Apologies for the noise.

shawn-butler · on July 10, 2017

This seems quite false. NOWAIT would error in the face of locked rows. SKIP LOCKED skips without error.

"With NOWAIT, the statement reports an error, rather than waiting, if a selected row cannot be locked immediately. Note that NOWAIT applies only to the row-level lock(s) — the required ROW SHARE table-level lock is still taken in the ordinary way"

random_comment · on July 9, 2017

I misunderstood what the heck the article was about at first. I hope this quirky analogy may help:

"I am implementing a database for a bank.

I open a transaction in a special active_customers table when the customer first joins the bank, and commit the transaction when they close their account or die. In this way, I use postgres transactions to keep track of which customers are active customers.

I am having problems with long-living customers forcing us to wait up to 120 years between autovacuums of the DB."

Clearly, that's not going to be a good way to do things.

Rossers comment (https://news.ycombinator.com/reply?id=14731214&goto=threads%...) is very helpful.

random_comment · on July 9, 2017

> As dead tuples continue to accumulate in the index, Postgres enters a hot loop as it searches the B-tree, comes up with an invisible tuple, and repeats the process again and again, surfacing empty-handed every time.

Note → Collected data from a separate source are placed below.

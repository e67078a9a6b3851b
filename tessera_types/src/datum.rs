use anyhow::{anyhow, Result};
use num_traits::ToPrimitive;
use std::any;
use std::collections::BTreeMap;

/// The native, untyped value every codec decodes into and encodes from.
///
/// [`Datum::Null`] doubles as the "hole" marker: an absent record field, or
/// a vector slot whose stored start equals its stored end.
#[derive(PartialEq, Clone, Debug, Default)]
pub enum Datum {
    #[default]
    Null,
    Bool(bool),
    Int(i64),
    UInt(u64),
    Float(f64),
    Str(String),
    Bytes(Vec<u8>),
    List(Vec<Datum>),
    Record(BTreeMap<String, Datum>),
}

impl Datum {
    pub fn record<K, V>(fields: impl IntoIterator<Item = (K, V)>) -> Self
    where
        K: Into<String>,
        V: Into<Datum>,
    {
        let fields = fields
            .into_iter()
            .map(|(k, v)| (k.into(), v.into()))
            .collect();
        Self::Record(fields)
    }

    pub fn is_null(&self) -> bool {
        matches!(self, Self::Null)
    }

    /// Looks up a record field. A field holding [`Datum::Null`] counts as absent.
    pub fn get(&self, name: &str) -> Option<&Datum> {
        match self {
            Self::Record(fields) => fields.get(name).filter(|dat| !dat.is_null()),
            _ => None,
        }
    }

    pub fn as_str(&self) -> Option<&str> {
        match self {
            Self::Str(s) => Some(s),
            _ => None,
        }
    }

    /// Raw bytes of a [`Datum::Bytes`] or the UTF-8 bytes of a [`Datum::Str`].
    pub fn as_bytes(&self) -> Option<&[u8]> {
        match self {
            Self::Bytes(b) => Some(b),
            Self::Str(s) => Some(s.as_bytes()),
            _ => None,
        }
    }

    pub fn as_list(&self) -> Option<&[Datum]> {
        match self {
            Self::List(items) => Some(items),
            _ => None,
        }
    }

    pub fn as_record(&self) -> Option<&BTreeMap<String, Datum>> {
        match self {
            Self::Record(fields) => Some(fields),
            _ => None,
        }
    }
}

/// Numeric views of a datum. Conversions between widths wrap rather than
/// fail, the same way a fixed-width store truncates what it is handed.
impl ToPrimitive for Datum {
    fn to_i64(&self) -> Option<i64> {
        match self {
            Self::Bool(b) => Some(i64::from(*b)),
            Self::Int(i) => Some(*i),
            Self::UInt(u) => Some(*u as i64),
            Self::Float(f) => Some(*f as i64),
            _ => None,
        }
    }
    fn to_u64(&self) -> Option<u64> {
        match self {
            Self::Bool(b) => Some(u64::from(*b)),
            Self::Int(i) => Some(*i as u64),
            Self::UInt(u) => Some(*u),
            Self::Float(f) => Some(*f as u64),
            _ => None,
        }
    }
    fn to_f64(&self) -> Option<f64> {
        match self {
            Self::Bool(b) => Some(f64::from(u8::from(*b))),
            Self::Int(i) => Some(*i as f64),
            Self::UInt(u) => Some(*u as f64),
            Self::Float(f) => Some(*f),
            _ => None,
        }
    }
}

macro_rules! datum_from {
    ($variant:ident, $($src:ty),+) => {
        $(
            impl From<$src> for Datum {
                fn from(v: $src) -> Self {
                    Self::$variant(v.into())
                }
            }
        )+
    };
}
datum_from!(Bool, bool);
datum_from!(Int, i8, u8, i16, u16, i32, u32, i64);
datum_from!(UInt, u64);
datum_from!(Float, f32, f64);
datum_from!(Str, &str, String);
datum_from!(List, Vec<Datum>);
datum_from!(Record, BTreeMap<String, Datum>);

impl<T: Into<Datum>> From<Option<T>> for Datum {
    fn from(opt: Option<T>) -> Self {
        match opt {
            None => Self::Null,
            Some(t) => t.into(),
        }
    }
}

impl From<serde_json::Value> for Datum {
    fn from(json: serde_json::Value) -> Self {
        use serde_json::Value;
        match json {
            Value::Null => Self::Null,
            Value::Bool(b) => Self::Bool(b),
            Value::Number(n) => {
                if let Some(i) = n.as_i64() {
                    Self::Int(i)
                } else if let Some(u) = n.as_u64() {
                    Self::UInt(u)
                } else {
                    Self::Float(n.as_f64().unwrap_or_default())
                }
            }
            Value::String(s) => Self::Str(s),
            Value::Array(items) => Self::List(items.into_iter().map(Self::from).collect()),
            Value::Object(fields) => Self::Record(
                fields
                    .into_iter()
                    .map(|(k, v)| (k, Self::from(v)))
                    .collect(),
            ),
        }
    }
}
impl From<&serde_json::Value> for Datum {
    fn from(json: &serde_json::Value) -> Self {
        Self::from(json.clone())
    }
}

/* Extraction into native Rust types. */

fn mismatch<T>(dat: &Datum) -> anyhow::Error {
    anyhow!("Cannot read {} from {dat:?}", any::type_name::<T>())
}

impl TryFrom<Datum> for bool {
    type Error = anyhow::Error;
    fn try_from(dat: Datum) -> Result<Self> {
        match dat {
            Datum::Bool(b) => Ok(b),
            etc => Err(mismatch::<Self>(&etc)),
        }
    }
}
impl TryFrom<Datum> for i64 {
    type Error = anyhow::Error;
    fn try_from(dat: Datum) -> Result<Self> {
        match dat {
            Datum::Int(_) | Datum::UInt(_) => dat.to_i64().ok_or_else(|| mismatch::<Self>(&dat)),
            etc => Err(mismatch::<Self>(&etc)),
        }
    }
}
impl TryFrom<Datum> for u64 {
    type Error = anyhow::Error;
    fn try_from(dat: Datum) -> Result<Self> {
        match dat {
            Datum::Int(_) | Datum::UInt(_) => dat.to_u64().ok_or_else(|| mismatch::<Self>(&dat)),
            etc => Err(mismatch::<Self>(&etc)),
        }
    }
}
impl TryFrom<Datum> for f64 {
    type Error = anyhow::Error;
    fn try_from(dat: Datum) -> Result<Self> {
        match dat {
            Datum::Int(_) | Datum::UInt(_) | Datum::Float(_) => {
                dat.to_f64().ok_or_else(|| mismatch::<Self>(&dat))
            }
            etc => Err(mismatch::<Self>(&etc)),
        }
    }
}
impl TryFrom<Datum> for String {
    type Error = anyhow::Error;
    fn try_from(dat: Datum) -> Result<Self> {
        match dat {
            Datum::Str(s) => Ok(s),
            etc => Err(mismatch::<Self>(&etc)),
        }
    }
}
impl TryFrom<Datum> for Vec<u8> {
    type Error = anyhow::Error;
    fn try_from(dat: Datum) -> Result<Self> {
        match dat {
            Datum::Bytes(b) => Ok(b),
            Datum::Str(s) => Ok(s.into_bytes()),
            etc => Err(mismatch::<Self>(&etc)),
        }
    }
}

By the end of the experiment illustrated in the charts above, every worker trying to lock a job would cycle through this loop 100,000 times.

1. I am curious if the author tried setting the autovacuum more appropriately for a table that is in continuous use at 50 new rows/second.

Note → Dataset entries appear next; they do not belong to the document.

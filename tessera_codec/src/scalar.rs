//! # Scalar codecs
//!
//! Leaf encodings. None of them knows anything about schemas; each only reads
//! and writes itself within the slice it is handed.
//!
//! | Codec | Bytes |
//! |-------|-------|
//! | `Number(kind)` | `kind.width()` bytes, little-endian |
//! | `Text` | raw UTF-8, unterminated, trailing bytes of a fixed slot zero-filled |
//! | `Binary` | raw bytes, trailing bytes of a fixed slot zero-filled |

use crate::codec::Encoding;
use num_traits::ToPrimitive;
use std::cmp;
use std::str;
use tessera_types::{Datum, ScalarKind};

#[derive(PartialEq, Eq, Clone, Debug)]
pub enum ScalarCodec {
    Number(ScalarKind),

    /// A UTF-8 string. With `max_len`, it occupies exactly `max_len` bytes in a fixed slot.
    Text { max_len: Option<usize> },

    /// A byte blob, sized like [`ScalarCodec::Text`].
    Binary { max_len: Option<usize> },
}

impl ScalarCodec {
    fn content<'d>(&self, dat: &'d Datum) -> &'d [u8] {
        dat.as_bytes().unwrap_or_default()
    }

    fn capped(&self, len: usize) -> usize {
        match self {
            Self::Number(kind) => kind.width(),
            Self::Text { max_len } | Self::Binary { max_len } => {
                max_len.map_or(len, |max_len| cmp::min(len, max_len))
            }
        }
    }
}

impl Encoding for ScalarCodec {
    fn fixed_len(&self) -> Option<usize> {
        match self {
            Self::Number(kind) => Some(kind.width()),
            Self::Text { max_len } | Self::Binary { max_len } => *max_len,
        }
    }

    fn encoded_len(&self, dat: &Datum) -> usize {
        self.capped(self.content(dat).len())
    }

    fn decode(&self, bytes: &[u8]) -> Datum {
        match self {
            Self::Number(kind) => read_number(*kind, bytes),
            Self::Text { .. } => Datum::Str(decode_text(bytes)),
            Self::Binary { .. } => {
                let len = self.fixed_len().map_or(bytes.len(), |len| cmp::min(len, bytes.len()));
                Datum::Bytes(bytes[..len].to_vec())
            }
        }
    }

    fn encode(&self, dat: &Datum, bytes: &mut [u8]) -> usize {
        match self {
            Self::Number(kind) => match bytes.get_mut(..kind.width()) {
                None => 0,
                Some(out) => {
                    write_number(*kind, dat, out);
                    out.len()
                }
            },
            Self::Text { .. } | Self::Binary { .. } => {
                let src = self.content(dat);
                let content_len = cmp::min(self.capped(src.len()), bytes.len());
                let dest_len = self
                    .fixed_len()
                    .map_or(content_len, |len| cmp::min(len, bytes.len()));
                bytes[..content_len].copy_from_slice(&src[..content_len]);
                bytes[content_len..dest_len].fill(0);
                dest_len
            }
        }
    }
}

/// Content ends at the first zero byte, which is where zero-filling starts.
/// A code point split by truncation decodes lossily instead of failing.
fn decode_text(bytes: &[u8]) -> String {
    let end = bytes.iter().position(|b| *b == 0).unwrap_or(bytes.len());
    let content = &bytes[..end];
    match str::from_utf8(content) {
        Ok(s) => s.to_owned(),
        Err(_) => String::from_utf8_lossy(content).into_owned(),
    }
}

pub fn read_number(kind: ScalarKind, bytes: &[u8]) -> Datum {
    let mut buf = [0u8; 8];
    let width = cmp::min(kind.width(), bytes.len());
    buf[..width].copy_from_slice(&bytes[..width]);
    match kind {
        ScalarKind::Bool => Datum::Bool(buf[0] != 0),
        ScalarKind::Int8 => Datum::Int(i64::from(buf[0] as i8)),
        ScalarKind::Uint8 => Datum::Int(i64::from(buf[0])),
        ScalarKind::Int16 => Datum::Int(i64::from(i16::from_le_bytes([buf[0], buf[1]]))),
        ScalarKind::Uint16 => Datum::Int(i64::from(u16::from_le_bytes([buf[0], buf[1]]))),
        ScalarKind::Int32 => Datum::Int(i64::from(i32::from_le_bytes([
            buf[0], buf[1], buf[2], buf[3],
        ]))),
        ScalarKind::Uint32 => Datum::Int(i64::from(u32::from_le_bytes([
            buf[0], buf[1], buf[2], buf[3],
        ]))),
        ScalarKind::Float32 => Datum::Float(f64::from(f32::from_le_bytes([
            buf[0], buf[1], buf[2], buf[3],
        ]))),
        ScalarKind::BigInt64 => Datum::Int(i64::from_le_bytes(buf)),
        ScalarKind::BigUint64 => Datum::UInt(u64::from_le_bytes(buf)),
        ScalarKind::Float64 => Datum::Float(f64::from_le_bytes(buf)),
    }
}

/// Writes `kind.width()` bytes. Integers wrap to the width. Non-numeric data writes zero.
pub fn write_number(kind: ScalarKind, dat: &Datum, out: &mut [u8]) {
    let int = || dat.to_i64().unwrap_or_default();
    let float = || dat.to_f64().unwrap_or_default();
    match kind {
        ScalarKind::Bool => out[0] = u8::from(int() != 0),
        ScalarKind::Int8 | ScalarKind::Uint8 => out[0] = int() as u8,
        ScalarKind::Int16 | ScalarKind::Uint16 => {
            out[..2].copy_from_slice(&(int() as u16).to_le_bytes())
        }
        ScalarKind::Int32 | ScalarKind::Uint32 => {
            out[..4].copy_from_slice(&(int() as u32).to_le_bytes())
        }
        ScalarKind::Float32 => out[..4].copy_from_slice(&(float() as f32).to_le_bytes()),
        ScalarKind::BigInt64 => out[..8].copy_from_slice(&int().to_le_bytes()),
        ScalarKind::BigUint64 => {
            let uint = dat.to_u64().unwrap_or_default();
            out[..8].copy_from_slice(&uint.to_le_bytes())
        }
        ScalarKind::Float64 => out[..8].copy_from_slice(&float().to_le_bytes()),
    }
}
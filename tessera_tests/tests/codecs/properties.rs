use super::helpers::{crew_schema, person, person_schema, strs, tagged_schema};
use anyhow::{bail, Result};
use itertools::Itertools;
use rand::seq::SliceRandom;
use serde_json::json;
use tessera_codec::{
    record::Slot, Codec, CodecRef, CompileError, Encoding, FieldIdx, HeaderInt, Registry, View,
    HEADER_INT_LEN,
};
use tessera_types::{Datum, Schema};

fn crew_codec() -> Result<CodecRef> {
    let mut registry = Registry::new();
    registry.compile(&person_schema()?)?;
    registry.compile(&crew_schema()?)
}

fn gen_members() -> (&'static str, Datum) {
    let members = vec![person("Arthur", 30), person("Ford", 200)];
    ("members", Datum::List(members))
}
fn gen_motto() -> (&'static str, Datum) {
    ("motto", Datum::from("Don't panic"))
}
fn gen_ratings() -> (&'static str, Datum) {
    ("ratings", Datum::record([("tea", 0.5), ("hope", 42.0)]))
}
fn gen_logbook() -> (&'static str, Datum) {
    ("logbook", strs(&[Some("Earth"), None, Some("Magrathea")]))
}

fn crew(optional: &[&fn() -> (&'static str, Datum)]) -> Datum {
    let mut fields = vec![("name", Datum::from("Heart")), ("rank", Datum::Int(3))];
    fields.extend(optional.iter().map(|gen| gen()));
    Datum::record(fields)
}

pub fn round_trip() -> Result<()> {
    let codec = crew_codec()?;
    let mut rand_rng = rand::thread_rng();

    let gen_fns: [fn() -> (&'static str, Datum); 4] =
        [gen_members, gen_motto, gen_ratings, gen_logbook];

    for mut gen_fns in gen_fns.iter().powerset() {
        let dat = crew(&gen_fns);
        let buf = codec.from_datum(&dat);
        assert_eq!(codec.encoded_len(&dat), buf.len());
        assert_eq!(dat, codec.decode(&buf));

        // Optional fields are written in declaration order, whatever order they arrive in.
        gen_fns.shuffle(&mut rand_rng);
        let dat = crew(&gen_fns);
        assert_eq!(buf, codec.from_datum(&dat));
    }

    Ok(())
}

pub fn truncation_then_idempotence() -> Result<()> {
    let codec = crew_codec()?;
    let dat = Datum::record([
        ("name", Datum::from("Zaphod Beeblebrox")),
        ("rank", Datum::Int(70_000)),
        ("motto", Datum::from("Share and Enjoy, said the door")),
        ("members", Datum::List(vec![person("Slartibartfast", 1000)])),
    ]);

    let first = codec.decode(&codec.from_datum(&dat));
    assert_eq!(Some(&Datum::from("Zaphod Bee")), first.get("name"));
    assert_eq!(Some(&Datum::Int(70_000 & 0xffff)), first.get("rank"));
    assert_eq!(Some(&Datum::from("Share and Enjoy,")), first.get("motto"));
    assert_eq!(
        Some(&Datum::List(vec![person("Slartibart", 1000 & 0xff)])),
        first.get("members")
    );

    let second = codec.decode(&codec.from_datum(&first));
    assert_eq!(first, second);

    Ok(())
}

pub fn offsets_do_not_overlap() -> Result<()> {
    let mut registry = Registry::new();
    let codec = registry.compile(&Schema::from_json(json!({
        "type": "object",
        "properties": {
            "flag": { "type": "boolean" },
            "id": { "type": "integer", "btype": "biguint64" },
            "label": { "type": "string", "maxLength": 7 },
            "scores": { "type": "array", "maxItems": 3, "items": { "type": "number", "btype": "float32" } },
            "codes": { "type": "array", "maxItems": 2, "items": { "type": "string", "maxLength": 3 } },
            "inner": {
                "type": "object",
                "properties": {
                    "x": { "type": "integer", "btype": "int16" },
                    "y": { "type": "integer", "btype": "int16" },
                },
            },
        },
    }))?)?;

    let fixed_len = codec.fixed_len().unwrap();
    assert_eq!(1 + 8 + 7 + 3 * 4 + 2 * 3 + 2 * 2, fixed_len);

    let buf = vec![0u8; fixed_len];
    let field_count = codec.fields().unwrap().len();
    let ranges = (0..field_count)
        .map(|i| codec.field_range(&buf, FieldIdx::from(i)).unwrap().1)
        .collect::<Vec<_>>();
    assert_eq!(0, ranges[0].start);
    for (a, b) in ranges.iter().tuple_windows() {
        assert!(a.start < a.end);
        assert_eq!(a.end, b.start);
    }
    assert_eq!(Some(fixed_len), ranges.last().map(|range| range.end));

    Ok(())
}

pub fn hole_symmetry() -> Result<()> {
    let mut registry = Registry::new();
    let codec = registry.compile(&Schema::from_json(json!({
        "type": "array",
        "btype": "vector",
        "items": { "type": "string" },
    }))?)?;
    let words = ["alpha", "beta", "gamma", "delta"];

    for holes in (0..words.len()).powerset() {
        let items = words
            .iter()
            .enumerate()
            .map(|(i, word)| (!holes.contains(&i)).then_some(*word))
            .collect::<Vec<_>>();
        let buf = codec.from_datum(&strs(&items));
        let view = View::new(&codec, &buf);

        for (i, item) in items.iter().enumerate() {
            let start = HeaderInt::read_len(&buf, HEADER_INT_LEN * (i + 1));
            let end = HeaderInt::read_len(&buf, HEADER_INT_LEN * (i + 2));
            assert_eq!(item.is_none(), start == end);
            assert_eq!(item.is_none(), view.item(i).is_none());
        }
    }

    Ok(())
}

/// An optional map field reads as absent iff its table entry marks an empty span.
pub fn map_hole_symmetry() -> Result<()> {
    let codec = crew_codec()?;
    let Codec::Map(map) = &*codec else {
        bail!("Crew compiled to a {}", codec.kind_name());
    };
    let names = ["members", "motto", "ratings", "logbook"];
    let table_start = map.data_start() - HEADER_INT_LEN * (names.len() + 1);

    let gen_fns: [fn() -> (&'static str, Datum); 4] =
        [gen_members, gen_motto, gen_ratings, gen_logbook];
    for gen_fns in gen_fns.iter().powerset() {
        let dat = crew(&gen_fns);
        let buf = codec.from_datum(&dat);
        let view = View::new(&codec, &buf);

        for name in names {
            let Some(Slot::Optional { ordinal }) = map.fields().by_name(name).map(|l| l.slot)
            else {
                bail!("{name} is not optional");
            };
            let start = match ordinal {
                0 => map.data_start(),
                _ => HeaderInt::read_len(&buf, table_start + HEADER_INT_LEN * (ordinal - 1)),
            };
            let end = HeaderInt::read_len(&buf, table_start + HEADER_INT_LEN * ordinal);
            assert_eq!(start == end, view.field(name).is_none(), "{name}");
            assert_eq!(dat.get(name).is_none(), start == end, "{name}");
        }
    }

    Ok(())
}

pub fn truncation_is_bounded() -> Result<()> {
    let codec = crew_codec()?;
    let gen_fns = [gen_members, gen_motto, gen_ratings, gen_logbook];
    let dat = crew(&gen_fns.iter().collect::<Vec<_>>());
    let full_len = codec.encoded_len(&dat);

    for len in 0..=full_len {
        let mut buf = vec![0xaau8; full_len + 8];
        let w_len = codec.encode(&dat, &mut buf[..len]);
        assert!(w_len <= len);
        assert!(buf[len..].iter().all(|b| *b == 0xaa));
        if w_len == 0 {
            continue;
        }
        assert_eq!(w_len, codec.used_len(&buf[..len]));

        // Every present field reads back within the bytes written.
        let view = View::new(&codec, &buf[..w_len]);
        for name in ["members", "motto", "ratings", "logbook"] {
            if let Some(field) = view.field(name) {
                assert_eq!(field.to_datum(), dat.get(name).cloned().unwrap_or_default());
            }
        }
    }

    let logbook = strs(&[Some("Earth"), Some("Magrathea"), Some("Milliways")]);
    let vector = codec.fields().unwrap().by_name("logbook").unwrap().codec.clone();
    for len in 0..=vector.encoded_len(&logbook) {
        let mut buf = vec![0xaau8; len + 8];
        let w_len = vector.encode(&logbook, &mut buf[..len]);
        assert!(buf[len..].iter().all(|b| *b == 0xaa));
        if w_len == 0 {
            continue;
        }
        let count = HeaderInt::read_len(&buf, 0);
        let ends = (0..=count)
            .map(|i| HeaderInt::read_len(&buf, HEADER_INT_LEN * (i + 1)))
            .collect::<Vec<_>>();
        assert!(ends.iter().tuple_windows().all(|(a, b)| a <= b));
        assert_eq!(Some(&w_len), ends.last());
    }

    Ok(())
}

pub fn cycle_rejection() -> Result<()> {
    let mut registry = Registry::new();
    let schema = Schema::from_json(json!({
        "$id": "Ship",
        "type": "object",
        "properties": {
            "captain": {
                "$id": "Captain",
                "type": "object",
                "properties": { "ship": { "$ref": "Ship" } },
            },
        },
    }))?;

    let err = registry.compile(&schema).unwrap_err();
    assert_eq!(
        Some(&CompileError::Cycle(vec!["Captain".into(), "Ship".into()])),
        err.downcast_ref::<CompileError>()
    );
    assert!(registry.get("Ship").is_none());
    assert!(registry.get("Captain").is_none());
    assert!(registry.is_empty());

    Ok(())
}

pub fn polymorphic_dispatch() -> Result<()> {
    let mut registry = Registry::new();
    registry.compile(&tagged_schema(
        "Towel",
        5,
        json!({ "dry": { "type": "boolean" } }),
    )?)?;
    registry.compile(&tagged_schema(
        "Guide",
        9,
        json!({
            "edition": { "type": "integer", "btype": "uint32" },
            "entry": { "type": "string", "maxLength": 8 },
        }),
    )?)?;

    let guide = Datum::record([
        ("tag", Datum::Int(9)),
        ("edition", Datum::Int(42)),
        ("entry", Datum::from("Mostly")),
    ]);
    let buf = registry.encode(&guide).unwrap();
    assert_eq!(Some(&9), buf.first());
    assert_eq!(Some(guide), registry.decode(&buf));

    let towel = registry.encode(&Datum::record([("tag", 5)])).unwrap();
    assert_eq!(
        Some(Datum::record([("tag", Datum::Int(5)), ("dry", Datum::Bool(false))])),
        registry.decode(&towel)
    );

    Ok(())
}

This article (http://okigiveup.net/postgresql-vacuuming-an-introduction-fo...) suggests:

ALTER TABLE person SET (autovacuum_vacuum_scale_factor = 0.0); ALTER TABLE person SET (autovacuum_vacuum_threshold = 4000);

This should result in entries being removed from the index and table regularly.

2. If I understand correctly, it seems the other part of the problem is that there are lots of rows to be individually tested to see if they can be locked, based on the way the author has implemented their queue. While lock attempts are being made on a set of rows, they aren't being deleted, since they're 'in use'. This non-deletion causes things to get out of control.

As far as I know, 9.5's SKIP LOCKED is meant to help address that (https://blog.2ndquadrant.com/what-is-select-skip-locked-for-...). Though it appears to be doing something kinda similar under the hood.

If the author of the original article (@ brandur.org) is following this discussion I would be grateful if they could evaluate these two options in the context of their test implementation.

rosser · on July 9, 2017

The problem with the first point is that autovacuum can't mark "dead" tuples as "dead" if there are open transactions that are "older" (in MVCC terms) than those tuples, no matter how aggressively it's tuned.

"SKIP LOCKED" (or, pre-9.5, "NOWAIT") will definitely help with the locking issue, but not with the bloat.

random_comment · on July 9, 2017

Thank you for a good summary.

The real problem in my understanding was that I wasn't seeing that the article author REALLY IS using long-running PG transactions to as a way to enforce external queue items running to completion (or not). I know they say it in the article, indeed it's the point of the article, but it seems so strange.

Hence he's getting these long-running transactions in PG in the first place. The phrase 'sledgehammer to crack a marshmallow' comes to mind.

At 50 items/second I guess I'm totally baffled over why you wouldn't simply use e.g. an exclusive table lock each time you connect to the DB to add/take/remove a task from a task table, with a timestamp to allow aborting and rescheduling of tasks.

I just ran a test to check the performance of exclusive table locking for this purpose, and despite the slowness of having everything dumping to the console while running, and the slowness of setting up a completely new psql session for each connection (i.e. no pgpool etc), using a BASH script, and running on a crappy 6-year-old mac, I got over 100TPS.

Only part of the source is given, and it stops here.